WORK TO COMPLETE
Copy the data below exactly.

====== AVAILABLE DATA ======

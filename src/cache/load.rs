//! Read-only session cache access: listing, loading, and deleting
//! sessions that no [`super::session::SessionWriter`] currently holds
//! open. Used by the assembler (which only ever reads) and by `doctor`.

use std::path::{Path, PathBuf};

use crate::error::CacheIoError;
use crate::types::{PageRecord, SessionMetadata};

use super::compression;

fn sessions_root(cache_dir: &Path) -> PathBuf {
    cache_dir.join("sessions")
}

pub(super) fn read_metadata(session_dir: &Path) -> Result<SessionMetadata, CacheIoError> {
    let path = session_dir.join("session.json");
    let bytes = std::fs::read(&path).map_err(|source| {
        if source.kind() == std::io::ErrorKind::NotFound {
            CacheIoError::SessionNotFound(
                session_dir
                    .file_name()
                    .map(|n| n.to_string_lossy().to_string())
                    .unwrap_or_default(),
            )
        } else {
            CacheIoError::Read {
                path: path.clone(),
                source,
            }
        }
    })?;
    serde_json::from_slice(&bytes).map_err(|source| CacheIoError::Deserialize { path, source })
}

/// Read every `pages/page_NNNNNN.json[.gz]` file in ascending index
/// order. Returns the records, the next free index (so
/// `SessionWriter::reopen` can resume numbering without gaps), and the
/// count of page files that were unreadable or failed to deserialize.
///
/// A single corrupt or truncated page file never aborts the read
/// (spec.md §4.5: "skip and log corrupt files but count them into a
/// 'partial' outcome") — it is logged and excluded from the result.
pub(super) fn read_all_pages(session_dir: &Path) -> Result<(Vec<PageRecord>, usize, usize), CacheIoError> {
    let pages_dir = session_dir.join("pages");
    if !pages_dir.exists() {
        return Ok((Vec::new(), 0, 0));
    }

    let mut entries: Vec<(usize, PathBuf)> = Vec::new();
    for entry in std::fs::read_dir(&pages_dir).map_err(|source| CacheIoError::Read {
        path: pages_dir.clone(),
        source,
    })? {
        let entry = entry.map_err(|source| CacheIoError::Read {
            path: pages_dir.clone(),
            source,
        })?;
        let path = entry.path();
        let Some(index) = page_index(&path) else {
            continue;
        };
        entries.push((index, path));
    }
    entries.sort_by_key(|(index, _)| *index);

    let mut records = Vec::with_capacity(entries.len());
    let mut next_index = 0;
    let mut corrupt_count = 0;
    for (index, path) in entries {
        let page = compression::read_maybe_compressed(&path).and_then(|bytes| {
            serde_json::from_slice::<PageRecord>(&bytes)
                .map_err(|source| CacheIoError::Deserialize { path: path.clone(), source })
        });
        match page {
            Ok(record) => {
                records.push(record);
                next_index = next_index.max(index + 1);
            }
            Err(error) => {
                tracing::warn!(path = %path.display(), %error, "skipping corrupt page file");
                corrupt_count += 1;
                next_index = next_index.max(index + 1);
            }
        }
    }

    Ok((records, next_index, corrupt_count))
}

fn page_index(path: &Path) -> Option<usize> {
    let stem = path.file_stem()?.to_str()?;
    // Handles both `page_000001.json` and the `.json.gz` double
    // extension, where `file_stem` only strips the outer `.gz`.
    let stem = stem.strip_suffix(".json").unwrap_or(stem);
    stem.strip_prefix("page_")?.parse().ok()
}

/// Load a complete, read-only view of a session: its metadata and every
/// readable page recorded so far, plus the count of page files that
/// were corrupt and had to be skipped (spec.md §4.5's "partial"
/// outcome — a nonzero count here means the session is partial even
/// though `load_session` itself still returns `Ok`). Does not require
/// exclusive access.
pub fn load_session(
    cache_dir: &Path,
    session_id: &str,
) -> Result<(SessionMetadata, Vec<PageRecord>, usize), CacheIoError> {
    let dir = sessions_root(cache_dir).join(session_id);
    let metadata = read_metadata(&dir)?;
    let (pages, _, skipped) = read_all_pages(&dir)?;
    Ok((metadata, pages, skipped))
}

/// Enumerate every session directory under `cache/sessions/`, skipping
/// any whose `session.json` fails to parse (reported, not raised).
#[must_use]
pub fn list_sessions(cache_dir: &Path) -> Vec<SessionMetadata> {
    let root = sessions_root(cache_dir);
    let Ok(entries) = std::fs::read_dir(&root) else {
        return Vec::new();
    };

    entries
        .filter_map(Result::ok)
        .filter(|e| e.path().is_dir())
        .filter_map(|e| read_metadata(&e.path()).ok())
        .collect()
}

/// Permanently remove a session's directory. Callers are responsible
/// for ensuring no `SessionWriter` currently owns this session (spec.md
/// §4.5: the cache itself enforces no cross-process lock).
pub fn delete_session(cache_dir: &Path, session_id: &str) -> Result<(), CacheIoError> {
    let dir = sessions_root(cache_dir).join(session_id);
    std::fs::remove_dir_all(&dir).map_err(|source| CacheIoError::Write { path: dir, source })
}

======

EXERCISE OUTPUT
filename src/cache/load.rs
//! Read-only session cache access: listing, loading, and deleting
//! sessions that no [`super::session::SessionWriter`] currently holds
//! open. Used by the assembler (which only ever reads) and by `doctor`.

use std::path::{Path, PathBuf};

use crate::error::CacheIoError;
use crate::types::{PageRecord, SessionMetadata};

use super::compression;

fn sessions_root(cache_dir: &Path) -> PathBuf {
    cache_dir.join("sessions")
}

pub(super) fn read_metadata(session_dir: &Path) -> Result<SessionMetadata, CacheIoError> {
    let path = session_dir.join("session.json");
    let bytes = std::fs::read(&path).map_err(|source| {
        if source.kind() == std::io::ErrorKind::NotFound {
            CacheIoError::SessionNotFound(
                session_dir
                    .file_name()
                    .map(|n| n.to_string_lossy().to_string())
                    .unwrap_or_default(),
            )
        } else {
            CacheIoError::Read {
                path: path.clone(),
                source,
            }
        }
    })?;
    serde_json::from_slice(&bytes).map_err(|source| CacheIoError::Deserialize { path, source })
}

/// Read every `pages/page_NNNNNN.json[.gz]` file in ascending index
/// order. Returns the records, the next free index (so
/// `SessionWriter::reopen` can resume numbering without gaps), and the
/// count of page files that were unreadable or failed to deserialize.
///
/// A single corrupt or truncated page file never aborts the read
/// (spec.md §4.5: "skip and log corrupt files but count them into a
/// 'partial' outcome") — it is logged and excluded from the result.
pub(super) fn read_all_pages(session_dir: &Path) -> Result<(Vec<PageRecord>, usize, usize), CacheIoError> {
    let pages_dir = session_dir.join("pages");
    if !pages_dir.exists() {
        return Ok((Vec::new(), 0, 0));
    }

    let mut entries: Vec<(usize, PathBuf)> = Vec::new();
    for entry in std::fs::read_dir(&pages_dir).map_err(|source| CacheIoError::Read {
        path: pages_dir.clone(),
        source,
    })? {
        let entry = entry.map_err(|source| CacheIoError::Read {
            path: pages_dir.clone(),
            source,
        })?;
        let path = entry.path();
        let Some(index) = page_index(&path) else {
            continue;
        };
        entries.push((index, path));
    }
    entries.sort_by_key(|(index, _)| *index);

    let mut records = Vec::with_capacity(entries.len());
    let mut next_index = 0;
    let mut corrupt_count = 0;
    for (index, path) in entries {
        let page = compression::read_maybe_compressed(&path).and_then(|bytes| {
            serde_json::from_slice::<PageRecord>(&bytes)
                .map_err(|source| CacheIoError::Deserialize { path: path.clone(), source })
        });
        match page {
            Ok(record) => {
                records.push(record);
                next_index = next_index.max(index + 1);
            }
            Err(error) => {
                tracing::warn!(path = %path.display(), %error, "skipping corrupt page file");
                corrupt_count += 1;
                next_index = next_index.max(index + 1);
            }
        }
    }

    Ok((records, next_index, corrupt_count))
}

fn page_index(path: &Path) -> Option<usize> {
    let stem = path.file_stem()?.to_str()?;
    // Handles both `page_000001.json` and the `.json.gz` double
    // extension, where `file_stem` only strips the outer `.gz`.
    let stem = stem.strip_suffix(".json").unwrap_or(stem);
    stem.strip_prefix("page_")?.parse().ok()
}

/// Load a complete, read-only view of a session: its metadata and every
/// readable page recorded so far, plus the count of page files that
/// were corrupt and had to be skipped (spec.md §4.5's "partial"
/// outcome — a nonzero count here means the session is partial even
/// though `load_session` itself still returns `Ok`). Does not require
/// exclusive access.
pub fn load_session(
    cache_dir: &Path,
    session_id: &str,
) -> Result<(SessionMetadata, Vec<PageRecord>, usize), CacheIoError> {
    let dir = sessions_root(cache_dir).join(session_id);
    let metadata = read_metadata(&dir)?;
    let (pages, _, skipped) = read_all_pages(&dir)?;
    Ok((metadata, pages, skipped))
}

/// Enumerate every session directory under `cache/sessions/`, skipping
/// any whose `session.json` fails to parse (reported, not raised).
#[must_use]
pub fn list_sessions(cache_dir: &Path) -> Vec<SessionMetadata> {
    let root = sessions_root(cache_dir);
    let Ok(entries) = std::fs::read_dir(&root) else {
        return Vec::new();
    };

    entries
        .filter_map(Result::ok)
        .filter(|e| e.path().is_dir())
        .filter_map(|e| read_metadata(&e.path()).ok())
        .collect()
}

/// Permanently remove a session's directory. Callers are responsible
/// for ensuring no `SessionWriter` currently owns this session (spec.md
/// §4.5: the cache itself enforces no cross-process lock).
pub fn delete_session(cache_dir: &Path, session_id: &str) -> Result<(), CacheIoError> {
    let dir = sessions_root(cache_dir).join(session_id);
    std::fs::remove_dir_all(&dir).map_err(|source| CacheIoError::Write { path: dir, source })
}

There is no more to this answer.